Exercise data below:
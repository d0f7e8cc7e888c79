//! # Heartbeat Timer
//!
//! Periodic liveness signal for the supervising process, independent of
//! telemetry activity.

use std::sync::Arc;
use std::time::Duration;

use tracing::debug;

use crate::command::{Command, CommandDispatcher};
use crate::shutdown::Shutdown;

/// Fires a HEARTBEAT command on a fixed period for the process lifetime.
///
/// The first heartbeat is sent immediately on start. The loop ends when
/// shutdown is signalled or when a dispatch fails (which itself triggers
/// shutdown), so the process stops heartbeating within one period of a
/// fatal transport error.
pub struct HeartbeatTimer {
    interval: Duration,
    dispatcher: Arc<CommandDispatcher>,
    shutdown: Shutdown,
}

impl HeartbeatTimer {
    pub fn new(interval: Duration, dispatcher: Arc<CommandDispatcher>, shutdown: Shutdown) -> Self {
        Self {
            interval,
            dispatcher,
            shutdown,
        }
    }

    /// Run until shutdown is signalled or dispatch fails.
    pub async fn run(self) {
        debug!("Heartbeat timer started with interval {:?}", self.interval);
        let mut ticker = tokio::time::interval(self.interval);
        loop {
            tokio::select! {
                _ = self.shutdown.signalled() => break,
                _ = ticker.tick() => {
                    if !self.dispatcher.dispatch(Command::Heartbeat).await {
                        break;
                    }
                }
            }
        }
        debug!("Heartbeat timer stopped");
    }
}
End of Exercise data.
In the material above, find the line containing "process, independent of" and the line containing "(which itself triggers", then write out exactly those two lines and every line between them, and nothing more.

§ Answer box:
//! Periodic liveness signal for the supervising process, independent of
//! telemetry activity.

use std::sync::Arc;
use std::time::Duration;

use tracing::debug;

use crate::command::{Command, CommandDispatcher};
use crate::shutdown::Shutdown;

/// Fires a HEARTBEAT command on a fixed period for the process lifetime.
///
/// The first heartbeat is sent immediately on start. The loop ends when
/// shutdown is signalled or when a dispatch fails (which itself triggers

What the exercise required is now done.